• **Exercise details**: Begin at the line containing "if level >= PRECEDENCE.len()" in the entries below and end at the line containing "lhs = Expr::Binary"; transcribe that range exactly and nothing outside it.

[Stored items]
• • • • • • •

impl<'t> ExprParser<'t> {
    fn kind(&self) -> TokenKind {
        self.toks.get(self.idx).map_or(TokenKind::Eof, |t| t.kind)
    }

    fn peek_kind(&self, ahead: usize) -> TokenKind {
        self.toks
            .get(self.idx + ahead)
            .map_or(TokenKind::Eof, |t| t.kind)
    }

    fn span(&self) -> Span {
        self.toks
            .get(self.idx)
            .or(self.toks.last())
            .map_or(Span::synthetic(), |t| t.span)
    }

    fn cur(&self) -> Option<&'t Tok> {
        self.toks.get(self.idx)
    }

    fn advance(&mut self) -> Result<&'t Tok, ParseError> {
        let tok = self.toks.get(self.idx).ok_or_else(|| {
            ParseError::new(self.span(), DiagnosticKind::UnexpectedEof)
        })?;
        self.idx += 1;
        Ok(tok)
    }

    fn eat(&mut self, kind: TokenKind) -> bool {
        if self.kind() == kind {
            self.idx += 1;
            true
        } else {
            false
        }
    }

    fn expect(&mut self, kind: TokenKind) -> Result<&'t Tok, ParseError> {
        if self.kind() == kind {
            self.advance()
        } else {
            Err(ParseError::new(
                self.span(),
                DiagnosticKind::ExpectedToken(kind.describe().to_string()),
            ))
        }
    }

    fn ident(&mut self) -> Result<Ident, ParseError> {
        let tok = self.advance()?;
        match (&tok.kind, &tok.value) {
            (TokenKind::Ident, TokenValue::Ident(name)) => Ok(Ident::new(name.clone(), tok.span)),
            _ => Err(ParseError::new(
                tok.span,
                DiagnosticKind::ExpectedToken("identifier".to_string()),
            )),
        }
    }

    // -----------------------------------------------------------------
    // Precedence levels
    // -----------------------------------------------------------------

    fn ternary(&mut self) -> Result<Expr, ParseError> {
        let cond = self.binary(0)?;
        if !self.eat(TokenKind::Question) {
            return Ok(cond);
        }
        let then = self.ternary()?;
        self.expect(TokenKind::Colon)?;
        let otherwise = self.ternary()?;
        let span = cond.span().merge(otherwise.span());
        Ok(Expr::Ternary {
            cond: Box::new(cond),
            then: Box::new(then),
            otherwise: Box::new(otherwise),
            span,
        })
    }

    /// Left-associative binary operators, precedence-climbing from `level`.
    fn binary(&mut self, level: usize) -> Result<Expr, ParseError> {
        if level >= PRECEDENCE.len() {
            return self.unary();
        }
        let mut lhs = self.binary(level + 1)?;
        loop {
            let Some(op) = binop_at(self.kind(), level) else {
                return Ok(lhs);
            };
            self.idx += 1;
            let rhs = self.binary(level + 1)?;
            let span = lhs.span().merge(rhs.span());
            lhs = Expr::Binary {
                op,
                lhs: Box::new(lhs),
                rhs: Box::new(rhs),
                span,
            };
        }
    }

    fn unary(&mut self) -> Result<Expr, ParseError> {
        let op = match self.kind() {
            TokenKind::Plus => Some(UnaryOp::Plus),
            TokenKind::Minus => Some(UnaryOp::Neg),
            TokenKind::Bang => Some(UnaryOp::Not),
            TokenKind::Tilde => Some(UnaryOp::BitNot),
            _ => None,
        };
        if let Some(op) = op {
            let start = self.span();
            self.idx += 1;
            let operand = self.unary()?;
            let span = start.merge(operand.span());
            return Ok(Expr::Unary {
                op,
                operand: Box::new(operand),
                span,
            });
        }
        if self.kind() == TokenKind::LParen {
            if let Some(cast) = self.try_cast()? {
                return Ok(cast);
            }
        }
        self.primary()
    }

    /// Casts: `(int) x`, `(java.lang.String) y`. Primitive casts are
    /// unambiguous; name casts are taken only when the closing paren is
    /// followed by something that can begin an operand.
    fn try_cast(&mut self) -> Result<Option<Expr>, ParseError> {
        let mark = self.idx;
        let start = self.span();
        self.idx += 1; // '('
        if self.kind().is_primitive() {
            let ty = self.type_in_expr()?;
            if self.eat(TokenKind::RParen) {
                let operand = self.unary()?;
                let span = start.merge(operand.span());
                return Ok(Some(Expr::Cast {
                    ty,
                    operand: Box::new(operand),
                    span,
                }));
            }
            self.idx = mark;
            return Ok(None);
        }
        if self.kind() == TokenKind::Ident {
            if let Ok(ty) = self.type_in_expr() {
                if self.kind() == TokenKind::RParen && starts_operand(self.peek_kind(1)) {
                    self.idx += 1;
                    let operand = self.unary()?;
                    let span = start.merge(operand.span());
                    return Ok(Some(Expr::Cast {
                        ty,
                        operand: Box::new(operand),
                        span,
                    }));
                }
            }
        }
        self.idx = mark;
        Ok(None)
    }

    /// A type usable in casts and class literals: a primitive or a dotted
    /// name, optionally with array dimensions. No generics: a parameterized
    /// cast can never be part of a compile-time constant.
    fn type_in_expr(&mut self) -> Result<Ty, ParseError> {
        let base = if self.kind().is_primitive() {
            let tok = self.advance()?;
            Ty::Primitive {
                kind: prim_of(tok.kind),
                annotations: Vec::new(),
                span: tok.span,
            }
        } else {
            let first = self.ident()?;
            let start = first.span;
            let mut end = first.span;
            let mut segments = vec![TySeg {
                name: first,
                args: Vec::new(),
                annotations: Vec::new(),
            }];
            while self.kind() == TokenKind::Dot && self.peek_kind(1) == TokenKind::Ident {
                self.idx += 1;
                let name = self.ident()?;
                end = name.span;
                segments.push(TySeg {
                    name,
                    args: Vec::new(),
                    annotations: Vec::new(),
                });
            }
            Ty::Named {
                segments,
                span: start.merge(end),
            }
        };
        let mut dims = 0usize;
        while self.kind() == TokenKind::LBracket && self.peek_kind(1) == TokenKind::RBracket {
            self.idx += 2;
            dims += 1;
        }
        let mut ty = base;
        let span = ty.span();
        for _ in 0..dims {
            ty = Ty::Array {
                element: Box::new(ty),
                annotations: Vec::new(),
                span,
            };
        }
        Ok(ty)
    }

    fn primary(&mut self) -> Result<Expr, ParseError> {
        let tok = self
            .cur()
            .ok_or_else(|| ParseError::new(self.span(), DiagnosticKind::UnexpectedEof))?;
        match tok.kind {
            TokenKind::IntLiteral
            | TokenKind::LongLiteral
            | TokenKind::FloatLiteral
            | TokenKind::DoubleLiteral
            | TokenKind::CharLiteral
            | TokenKind::StringLiteral => {
                let tok = self.advance()?;
                let value = match &tok.value {
                    TokenValue::Int(v) => Lit::Int(*v),
                    TokenValue::Long(v) => Lit::Long(*v),
                    TokenValue::Float(v) => Lit::Float(*v),
                    TokenValue::Double(v) => Lit::Double(*v),
                    TokenValue::Char(v) => Lit::Char(*v),
                    TokenValue::Str(v) => Lit::Str(v.clone()),
                    _ => {
                        return Err(ParseError::new(
                            tok.span,
                            DiagnosticKind::InvalidLiteral(String::new()),
                        ));
                    }
                };
                Ok(Expr::Literal {
                    value,
                    span: tok.span,
                })
            }
            TokenKind::True | TokenKind::False => {
                let tok = self.advance()?;
                Ok(Expr::Literal {
                    value: Lit::Bool(tok.kind == TokenKind::True),
                    span: tok.span,
                })
            }
            TokenKind::Null => {
                let tok = self.advance()?;
                Ok(Expr::Literal {
                    value: Lit::Null,
                    span: tok.span,
                })
            }
            TokenKind::LParen => {
                self.idx += 1;
                let inner = self.ternary()?;
                self.expect(TokenKind::RParen)?;
                Ok(inner)
            }
            TokenKind::LBrace => self.array_init(),
            TokenKind::At => self.annotation().map(Expr::Annotation),
            kind if kind.is_primitive() || kind == TokenKind::Void => {
                let start = tok.span;
                let ty = if kind == TokenKind::Void {
                    let tok = self.advance()?;
                    Ty::Void { span: tok.span }
                } else {
                    self.type_in_expr()?
                };
                self.expect(TokenKind::Dot)?;
                let end = self.expect(TokenKind::Class)?.span;
                Ok(Expr::ClassLit {
                    ty,
                    span: start.merge(end),
                })
            }
            TokenKind::Ident => self.name_or_class_literal(),
            _ => Err(ParseError::new(
                tok.span,
                DiagnosticKind::UnexpectedToken(tok.kind.describe().to_string()),
            )),
        }
    }

    /// A dotted name, `Name.class`, or `Name[].class`.
    fn name_or_class_literal(&mut self) -> Result<Expr, ParseError> {
        let first = self.ident()?;
        let start = first.span;
        let mut end = first.span;
        let mut segments = vec![first];
        while self.kind() == TokenKind::Dot && self.peek_kind(1) == TokenKind::Ident {
            self.idx += 1;
            let id = self.ident()?;
            end = id.span;
            segments.push(id);
        }
        // Array class literal.
        if self.kind() == TokenKind::LBracket && self.peek_kind(1) == TokenKind::RBracket {
            let mut dims = 0usize;
            while self.kind() == TokenKind::LBracket && self.peek_kind(1) == TokenKind::RBracket {
                self.idx += 2;
                dims += 1;
            }
            self.expect(TokenKind::Dot)?;
            let close = self.expect(TokenKind::Class)?.span;
            let mut ty = Ty::Named {
                segments: segments
                    .iter()
                    .map(|id| TySeg {
                        name: id.clone(),
                        args: Vec::new(),
                        annotations: Vec::new(),
                    })
                    .collect(),
                span: start.merge(end),
            };
            for _ in 0..dims {
                ty = Ty::Array {
                    element: Box::new(ty),
                    annotations: Vec::new(),
                    span: start.merge(end),
                };
            }
            return Ok(Expr::ClassLit {
                ty,
                span: start.merge(close),
            });
        }
        if self.kind() == TokenKind::Dot && self.peek_kind(1) == TokenKind::Class {
            self.idx += 1;
            let close = self.expect(TokenKind::Class)?.span;
            let ty = Ty::Named {
                segments: segments
                    .iter()
                    .map(|id| TySeg {
                        name: id.clone(),
                        args: Vec::new(),
                        annotations: Vec::new(),
                    })
                    .collect(),
                span: start.merge(end),
            };
            return Ok(Expr::ClassLit {
                ty,
                span: start.merge(close),
            });
        }
        Ok(Expr::Name {
            segments,
            span: start.merge(end),
        })
    }

    fn array_init(&mut self) -> Result<Expr, ParseError> {
        let start = self.expect(TokenKind::LBrace)?.span;
        let mut elements = Vec::new();
        loop {
            if self.kind() == TokenKind::RBrace {
                break;
            }
            elements.push(self.ternary()?);
            if !self.eat(TokenKind::Comma) {
                break;
            }
        }
        let end = self.expect(TokenKind::RBrace)?.span;
        Ok(Expr::ArrayInit {
            elements,
            span: start.merge(end),
        })
    }

    /// `@Name` or `@Name(...)` inside an element value.
    fn annotation(&mut self) -> Result<Anno, ParseError> {
        let start = self.expect(TokenKind::At)?.span;
        let first = self.ident()?;
        let mut end = first.span;
        let mut name = vec![first];
        while self.kind() == TokenKind::Dot && self.peek_kind(1) == TokenKind::Ident {
            self.idx += 1;
            let id = self.ident()?;
            end = id.span;
            name.push(id);
        }
        let mut args = Vec::new();
        if self.eat(TokenKind::LParen) {
            if self.kind() != TokenKind::RParen {
                let named =
                    self.kind() == TokenKind::Ident && self.peek_kind(1) == TokenKind::Assign;
                if named {
                    loop {
                        let key = self.ident()?;
                        self.expect(TokenKind::Assign)?;
                        let value = self.element_value()?;
                        args.push((Some(key), value));
                        if !self.eat(TokenKind::Comma) {
                            break;
                        }
                    }
                } else {
                    args.push((None, self.element_value()?));
                }
            }
            end = self.expect(TokenKind::RParen)?.span;
        }
        Ok(Anno {
            name,
            args,
            span: start.merge(end),
        })
    }

    fn element_value(&mut self) -> Result<Expr, ParseError> {
        match self.kind() {
            TokenKind::At => self.annotation().map(Expr::Annotation),
            TokenKind::LBrace => self.array_init(),
            _ => self.ternary(),
        }
    }
}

• • • • • • •

• **Answer for the task**:
        if level >= PRECEDENCE.len() {
            return self.unary();
        }
        let mut lhs = self.binary(level + 1)?;
        loop {
            let Some(op) = binop_at(self.kind(), level) else {
                return Ok(lhs);
            };
            self.idx += 1;
            let rhs = self.binary(level + 1)?;
            let span = lhs.span().merge(rhs.span());
            lhs = Expr::Binary {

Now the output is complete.